- **EXERCISE**: Go through the data below and return each line containing the word "bool".
* * * *
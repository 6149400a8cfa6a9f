//! Command dispatch: bridges CLI args -> controller -> output formatting.

pub mod auth;
pub mod config_cmd;
pub mod dashboard;
pub mod logs;
pub mod nodes;
pub mod pool;
pub mod tokens;
pub mod two_factor;
pub mod util;
pub mod whitelist;

use connexa_core::{Controller, ControllerConfig, Level, NavState, Notification};
use tokio::sync::broadcast;
use tracing::debug;

use crate::cli::{Command, GlobalOpts};
use crate::config;
use crate::error::CliError;
use crate::output;

// ── Session ─────────────────────────────────────────────────────────

/// A controller bound to the active profile, plus its notice feed.
pub struct Session {
    pub controller: Controller,
    pub profile_name: String,
    pub profile: config::Profile,
    notices: broadcast::Receiver<Notification>,
}

impl Session {
    /// Build the controller without touching the network.
    pub fn connect(
        global: &GlobalOpts,
        tweak: impl FnOnce(&mut ControllerConfig),
    ) -> Result<Self, CliError> {
        let mut resolved = config::resolve(global)?;
        tweak(&mut resolved.controller);

        let controller = Controller::new(resolved.controller, resolved.session)?;
        let notices = controller.notifications();
        Ok(Self {
            controller,
            profile_name: resolved.profile_name,
            profile: resolved.profile,
            notices,
        })
    }

    /// Build the controller and resume the stored session.
    pub async fn open(
        global: &GlobalOpts,
        tweak: impl FnOnce(&mut ControllerConfig),
    ) -> Result<Self, CliError> {
        let session = Self::connect(global, tweak)?;
        match session.controller.restore().await {
            Ok(NavState::LoggedOut) => Err(session.not_logged_in()),
            Ok(state) => {
                debug!(?state, "session restored");
                Ok(session)
            }
            Err(e) if e.is_auth() => Err(session.not_logged_in()),
            Err(e) => Err(e.into()),
        }
    }

    fn not_logged_in(&self) -> CliError {
        CliError::NotLoggedIn {
            profile: self.profile_name.clone(),
        }
    }

    /// Fail unless the dashboard is reachable (no pending password change).
    pub fn require_dashboard(&self) -> Result<(), CliError> {
        match self.controller.navigation() {
            NavState::Dashboard(_) => Ok(()),
            NavState::PasswordChangeRequired => Err(CliError::PasswordChangeRequired),
            NavState::LoggedOut => Err(self.not_logged_in()),
        }
    }

    /// Print queued notices to stderr.
    pub fn flush_notices(&mut self, global: &GlobalOpts) {
        let color = output::should_color(&global.color);
        while let Ok(notice) = self.notices.try_recv() {
            if global.quiet && notice.level != Level::Error {
                continue;
            }
            eprintln!("{}", output::paint_notice(notice.level, &notice.message, color));
        }
    }
}

// ── Dispatch ────────────────────────────────────────────────────────

/// Dispatch a panel-bound command to the appropriate handler.
pub async fn dispatch(cmd: Command, global: &GlobalOpts) -> Result<(), CliError> {
    let mut session = match &cmd {
        Command::Login(_) | Command::Logout => Session::connect(global, |_| {})?,
        Command::Watch(args) => {
            let interval = args.interval;
            Session::open(global, |c| {
                if let Some(interval) = interval {
                    c.poll_interval = interval;
                }
            })
            .await?
        }
        Command::Logs(args) => {
            let limit = args.limit;
            Session::open(global, |c| c.logs_limit = limit).await?
        }
        _ => Session::open(global, |_| {}).await?,
    };

    if !matches!(
        cmd,
        Command::Login(_) | Command::Logout | Command::Whoami | Command::Password
    ) {
        session.require_dashboard()?;
    }

    let result = match cmd {
        Command::Login(args) => auth::login(&session, args, global).await,
        Command::Logout => auth::logout(&session, global).await,
        Command::Whoami => auth::whoami(&session, global).await,
        Command::Password => auth::password(&session, global).await,
        Command::TwoFactor(args) => two_factor::handle(&session, args, global).await,
        Command::Dashboard => dashboard::show(&session, global),
        Command::Watch(_) => dashboard::watch(&mut session, global).await,
        Command::Metrics => dashboard::metrics(&session, global).await,
        Command::Nodes(args) => nodes::handle(&session, args, global).await,
        Command::Pool(args) => pool::handle(&session, args, global).await,
        Command::Whitelist(args) => whitelist::handle(&session, args, global).await,
        Command::Tokens(args) => tokens::handle(&session, args, global).await,
        Command::Logs(_) => logs::handle(&session, global).await,
        // Config and Completions are handled before dispatch
        Command::Config(_) | Command::Completions(_) => Ok(()),
    };

    session.controller.shutdown();
    if result.is_ok() {
        session.flush_notices(global);
    }
    result
}
// ── Core error types ──
//
// User-facing errors from connexa-core. Consumers never match on reqwest
// or serde failures directly: the `From<connexa_api::Error>` impl folds
// transport-layer errors into the four operator-visible categories
// (auth, validation, request, network) plus a few local ones.

use thiserror::Error;

/// Unified error type for the core crate.
#[derive(Debug, Error)]
pub enum CoreError {
    // ── Authentication ───────────────────────────────────────────────
    /// Missing, rejected or expired credential. Recovered centrally by
    /// forcing the logged-out state.
    #[error("Authentication failed: {message}")]
    Auth { message: String },

    /// The server wants a TOTP code before it issues a token.
    #[error("Two-factor authentication code required")]
    TwoFactorRequired,

    /// An operation that needs a session was attempted without one.
    #[error("Not logged in")]
    NotAuthenticated,

    // ── Input ────────────────────────────────────────────────────────
    /// Bad operator input, caught before any network call.
    #[error("Invalid {field}: {reason}")]
    Validation { field: String, reason: String },

    // ── Server / transport ───────────────────────────────────────────
    /// Non-2xx server response. `message` is the server's own wording
    /// when it supplied one.
    #[error("{message}")]
    Request { status: u16, message: String },

    /// No response received at all.
    #[error("Cannot reach the panel: {reason}")]
    Network { reason: String },

    // ── Local ────────────────────────────────────────────────────────
    #[error("Configuration error: {message}")]
    Config { message: String },

    #[error("Internal error: {0}")]
    Internal(String),
}

impl CoreError {
    pub(crate) fn validation(field: &str, reason: impl Into<String>) -> Self {
        Self::Validation {
            field: field.to_owned(),
            reason: reason.into(),
        }
    }

    /// `true` for errors that mean the session is gone.
    pub fn is_auth(&self) -> bool {
        matches!(self, Self::Auth { .. } | Self::NotAuthenticated)
    }

    pub fn is_not_found(&self) -> bool {
        matches!(self, Self::Request { status: 404, .. })
    }

    /// HTTP status of the failed response, if one was received.
    pub fn status(&self) -> Option<u16> {
        match self {
            Self::Request { status, .. } => Some(*status),
            _ => None,
        }
    }
}

// ── Conversion from transport-layer errors ───────────────────────────

impl From<connexa_api::Error> for CoreError {
    fn from(err: connexa_api::Error) -> Self {
        match err {
            connexa_api::Error::Authentication { message } => CoreError::Auth { message },
            connexa_api::Error::TwoFactorRequired => CoreError::TwoFactorRequired,
            connexa_api::Error::SessionExpired => CoreError::Auth {
                message: "Session expired -- please log in again".into(),
            },
            connexa_api::Error::StaleSession => CoreError::Auth {
                message: "Session changed while the request was in flight".into(),
            },
            connexa_api::Error::Request { status, message } => {
                CoreError::Request { status, message }
            }
            connexa_api::Error::Transport(ref e) => {
                // A status on a reqwest error means a response did arrive.
                if let Some(status) = e.status() {
                    CoreError::Request {
                        status: status.as_u16(),
                        message: e.to_string(),
                    }
                } else if e.is_timeout() {
                    CoreError::Network {
                        reason: "request timed out".into(),
                    }
                } else {
                    CoreError::Network {
                        reason: e.to_string(),
                    }
                }
            }
            connexa_api::Error::Tls(msg) => CoreError::Network {
                reason: format!("TLS error: {msg}"),
            },
            connexa_api::Error::InvalidUrl(e) => CoreError::Config {
                message: format!("Invalid URL: {e}"),
            },
            connexa_api::Error::Deserialization { message, .. } => {
                CoreError::Internal(format!("Unexpected response shape: {message}"))
            }
            connexa_api::Error::TokenStorage(msg) => CoreError::Config { message: msg },
        }
    }
}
* * * *
- **ANSWER AREA**:
    pub fn is_auth(&self) -> bool {
    pub fn is_not_found(&self) -> bool {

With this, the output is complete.